BCLAF1 restrains stress responses in hematopoietic stem cells to support expansion and repopulation [CITE-seq]

Hematopoietic stem cells (HSC) rapidly expand during fetal development and after stress. Here, we identify BCLAF1 as a regulator of HSC repopulation activity with functions in propagation of fetal HSCs and hematopoietic reconstitution after stem cell transplantation. Using mice with hematopoietic-specific and inducible deletion of Bclaf1, we find that BCLAF1 promotes fetal HSC expansion but is dispensible for maintenance of adult HSCs at steady state. Loss of BCLAF1 in either fetal or adult HSCs significantly impairs their self-renewal and multi-lineage reconstitution activity after stem cell transplantation. Single-cell RNA sequencing of fetal hematopoietic progenitors reveals that loss of BCLAF1 reduces long-term HSCs and restrains expression of stress response genes.
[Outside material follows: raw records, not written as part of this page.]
use std::cell::RefCell;
use std::rc::Rc;

use gloo_events::{EventListener, EventListenerOptions};
use gloo_timers::callback::Timeout;
use wasm_bindgen::JsCast;
use web_sys::{Element, HtmlElement, KeyboardEvent};

use crate::config::{selectors, Config, INVITE_URL};
use crate::error::LandingError;
use crate::invite::modal::{is_activation_key, FocusRing, InviteModal, ModalHost};
use crate::utils::dom;

pub type SharedModal = Rc<RefCell<InviteModal<DomModalHost>>>;

pub struct DomModalHost {
    modal: Element,
    trigger: HtmlElement,
    confirm: Option<HtmlElement>,
    cancel: Option<HtmlElement>,
    focus_delay_ms: u32,
    pending_focus: Option<Timeout>,
    ring: Vec<HtmlElement>,
}

impl DomModalHost {
    fn focusable(&self) -> Vec<HtmlElement> {
        dom::query_all_in(&self.modal, selectors::FOCUSABLE)
            .into_iter()
            .filter_map(|el| el.dyn_into::<HtmlElement>().ok())
            .filter(|el| !el.matches(":disabled").unwrap_or(false))
            .filter(|el| el.offset_parent().is_some())
            .collect()
    }
}

impl ModalHost for DomModalHost {
    fn set_shown(&mut self, shown: bool) {
        let classes = self.modal.class_list();
        if shown {
            let _ = classes.remove_1(selectors::HIDDEN_CLASS);
            let _ = classes.add_1(selectors::SHOWN_CLASS);
        } else {
            let _ = classes.add_1(selectors::HIDDEN_CLASS);
            let _ = classes.remove_1(selectors::SHOWN_CLASS);
        }
    }

    fn set_scroll_locked(&mut self, locked: bool) {
        if let Some(body) = dom::document().and_then(|d| d.body()) {
            let _ = body
                .style()
                .set_property("overflow", if locked { "hidden" } else { "" });
        }
    }

    fn focus_primary_action(&mut self) {
        let target = self
            .confirm
            .as_ref()
            .or(self.cancel.as_ref())
            .unwrap_or(&self.trigger)
            .clone();
        // Give the dialog a moment to lay out before focusing into it.
        self.pending_focus = Some(Timeout::new(self.focus_delay_ms, move || {
            let _ = target.focus();
        }));
    }

    fn cancel_pending_focus(&mut self) {
        // Dropping a gloo Timeout clears it.
        self.pending_focus.take();
    }

    fn restore_trigger_focus(&mut self) {
        let _ = self.trigger.focus();
    }

    fn focus_ring(&mut self) -> FocusRing {
        self.ring = self.focusable();
        let active = dom::document().and_then(|d| d.active_element());
        let position = active.and_then(|active| {
            self.ring
                .iter()
                .position(|el| AsRef::<Element>::as_ref(el) == &active)
        });
        FocusRing {
            len: self.ring.len(),
            active: position,
        }
    }

    fn focus_at(&mut self, index: usize) {
        if let Some(el) = self.ring.get(index) {
            let _ = el.focus();
        }
    }

    fn open_external(&mut self, url: &str) {
        if let Some(window) = web_sys::window() {
            if let Err(e) =
                window.open_with_url_and_target_and_features(url, "_blank", "noopener,noreferrer")
            {
                log::warn!("Could not open invite link: {}", LandingError::from(e));
            }
        }
    }
}

/// Wires the invite button, the dialog controls and the global key handler.
pub fn attach(config: &Config) -> Result<(SharedModal, Vec<EventListener>), LandingError> {
    let modal_el = dom::query(selectors::INVITE_MODAL)
        .ok_or(LandingError::MissingElement(selectors::INVITE_MODAL))?;
    let trigger = dom::query_html(selectors::INVITE_TRIGGER)
        .ok_or(LandingError::MissingElement(selectors::INVITE_TRIGGER))?;
    let document = dom::document().ok_or(LandingError::NoContext("document"))?;
    let confirm = dom::query_html(selectors::CONFIRM_BUTTON);
    let cancel = dom::query_html(selectors::CANCEL_BUTTON);
    let close_actions = dom::query_all_in(&modal_el, selectors::CLOSE_ACTIONS);

    let host = DomModalHost {
        modal: modal_el,
        trigger: trigger.clone(),
        confirm: confirm.clone(),
        cancel: cancel.clone(),
        focus_delay_ms: config.focus_delay_ms,
        pending_focus: None,
        ring: Vec::new(),
    };
    let modal: SharedModal = Rc::new(RefCell::new(InviteModal::new(host, INVITE_URL)));
    let mut listeners = Vec::new();

    let handle = Rc::clone(&modal);
    listeners.push(EventListener::new_with_options(
        &trigger,
        "click",
        EventListenerOptions::enable_prevent_default(),
        move |event| {
            event.prevent_default();
            handle.borrow_mut().show();
        },
    ));

    let handle = Rc::clone(&modal);
    listeners.push(EventListener::new_with_options(
        &trigger,
        "keydown",
        EventListenerOptions::enable_prevent_default(),
        move |event| {
            let Some(event) = event.dyn_ref::<KeyboardEvent>() else {
                return;
            };
            if is_activation_key(&event.key()) {
                event.prevent_default();
                handle.borrow_mut().show();
            }
        },
    ));

    if let Some(confirm) = &confirm {
        let handle = Rc::clone(&modal);
        listeners.push(EventListener::new(confirm, "click", move |_| {
            handle.borrow_mut().confirm();
        }));
    }

    let closers = cancel
        .iter()
        .map(|el| AsRef::<Element>::as_ref(el).clone())
        .chain(close_actions);
    for el in closers {
        let handle = Rc::clone(&modal);
        listeners.push(EventListener::new(&el, "click", move |_| {
            handle.borrow_mut().hide();
        }));
    }

    let handle = Rc::clone(&modal);
    listeners.push(EventListener::new_with_options(
        &document,
        "keydown",
        EventListenerOptions::enable_prevent_default(),
        move |event| {
            let Some(event) = event.dyn_ref::<KeyboardEvent>() else {
                return;
            };
            if handle.borrow_mut().handle_key(&event.key(), event.shift_key()) {
                event.prevent_default();
            }
        },
    ));

    log::debug!("Invite modal attached with {} listeners", listeners.len());
    Ok((modal, listeners))
}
BCLAF1 associates with chromatin throughout the genome of fetal and adult hematopoietic cells, likely through indirect mechanisms, to regulate transcriptional programs. These results establish a novel function for the transcriptional regulator BCLAF1 in limiting stress responses in HSCs to preserve their expansion during embryogenesis and after stem cell transplant. Overall design: E17.5 fetal liver LSK (Lineage- Sca1+ c-Kit+) cells were FACS-sorted from Bclaf1f/f and Vav-Cre:Bclaf1f/f mice. The cells were stained with CITE-seq antibodies (ADTs).